I always made it a point to tell my guys to take a work-at-home day on days like that. Because I never went to work on such days, I only assume they followed my instructions and stayed home.
It is easy to get the impression that the US has an uncompromising hire/fire work culture with not much time off for employees and a dependency on the company for healthcare insurance.
But is it not the case that employees often have the benefit of tax deductible junkets known as conventions?
Only a measly week or so of vacation, but a couple of weeks convention/vacation on the company in Las Vegas…is that how the system redresses the balance between employer and employee?
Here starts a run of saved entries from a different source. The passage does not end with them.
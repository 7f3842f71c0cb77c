//! Authentication error types
//!
//! Messages are safe to show to clients; internal details stay in the
//! `Internal` payload, which is never displayed.

use thiserror::Error;

/// Result type alias for authentication operations
pub type AuthResult<T> = Result<T, AuthError>;

/// Authentication error types
#[derive(Debug, Error)]
pub enum AuthError {
    // =========================================================================
    // Token Errors
    // =========================================================================
    /// No credentials were presented
    #[error("Missing authorization token")]
    MissingToken,

    /// Token has expired
    #[error("Token has expired")]
    TokenExpired,

    /// Token is invalid (malformed, wrong signature, etc.)
    #[error("Invalid token")]
    InvalidToken,

    // =========================================================================
    // Credential Errors
    // =========================================================================
    /// Unknown user or wrong password
    #[error("Invalid credentials")]
    InvalidCredentials,

    /// Password rejected before hashing
    #[error("Invalid password: {0}")]
    InvalidPassword(String),

    /// Stored hash could not be parsed
    #[error("Password verification failed")]
    PasswordVerificationFailed,

    /// Hashing itself failed
    #[error("Password hashing failed")]
    PasswordHashingFailed,

    // =========================================================================
    // Internal Errors
    // =========================================================================
    /// Internal error (should not be exposed to clients)
    #[error("Internal error")]
    Internal(String),
}

impl AuthError {
    /// Get the HTTP status code for this error
    pub fn status_code(&self) -> u16 {
        match self {
            Self::InvalidPassword(_) => 400,

            Self::MissingToken
            | Self::TokenExpired
            | Self::InvalidToken
            | Self::InvalidCredentials
            | Self::PasswordVerificationFailed => 401,

            Self::PasswordHashingFailed | Self::Internal(_) => 500,
        }
    }
}

impl From<jsonwebtoken::errors::Error> for AuthError {
    fn from(err: jsonwebtoken::errors::Error) -> Self {
        use jsonwebtoken::errors::ErrorKind;
        match err.kind() {
            ErrorKind::ExpiredSignature => Self::TokenExpired,
            _ => Self::InvalidToken,
        }
    }
}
I’ve worked at several places that had “floating holidays”- i.e. a day or two off annually that wasn’t considered part of vacation time (i.e. you didn’t have to accrue it), but that you could take when you chose, instead of on a specific day.
I always interpreted this to be their way to accommodate religious holidays- Christians could take Good Friday/Easter Monday/Nov 1st or whatever, and Jews could take Rosh Hashanah and/or Yom Kippur, Muslims could take Eid, Indians Gandhi Jayanti, and so on…
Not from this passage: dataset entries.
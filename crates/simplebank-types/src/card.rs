//! Payment cards and their client-facing views

use chrono::{DateTime, Utc};
use serde::{Deserialize, Serialize};
use uuid::Uuid;

/// A stored card record
///
/// Only the encrypted PAN and the CVV hash are kept. `hmac` authenticates
/// `id`, `account_id`, `pan_encrypted`, `expiry_month` and `expiry_year`.
#[derive(Debug, Clone, PartialEq, Eq, Serialize, Deserialize)]
pub struct Card {
    pub id: Uuid,
    pub account_id: Uuid,
    pub pan_encrypted: String,
    pub cvv_hash: String,
    pub expiry_month: u32,
    pub expiry_year: i32,
    pub hmac: String,
    pub created_at: DateTime<Utc>,
}

/// Issuance result: the only place the plaintext PAN and CVV ever appear
#[derive(Debug, Clone, Serialize, Deserialize)]
pub struct IssuedCard {
    pub card_id: Uuid,
    pub account_id: Uuid,
    pub card_number: String,
    pub cvv: String,
    pub expiry_month: u32,
    pub expiry_year: i32,
    pub created_at: DateTime<Utc>,
}

/// Card listing entry with the PAN reduced to its last four digits
#[derive(Debug, Clone, PartialEq, Eq, Serialize, Deserialize)]
pub struct MaskedCard {
    pub id: Uuid,
    pub account_id: Uuid,
    pub number_masked: String,
    pub expiry_month: u32,
    pub expiry_year: i32,
    pub created_at: DateTime<Utc>,
}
And no… most people don’t get to go to conventions; I think in a 20 year IT career I’ve been to one convention, and it was a one-day affair that happened to be occurring in the city where I worked. So I got a day off work, but no travel, etc…
I’m sure that the vast majority of American employees don’t get sent to conventions.
Yeah, conventions are generally for management and occasionally professionals. Nobody is sending the Walmart cashier to a convention. Training is more common, but it’s not a vacation. You’re sitting in a room for 9 hours listening to a lecturer, not living the good life.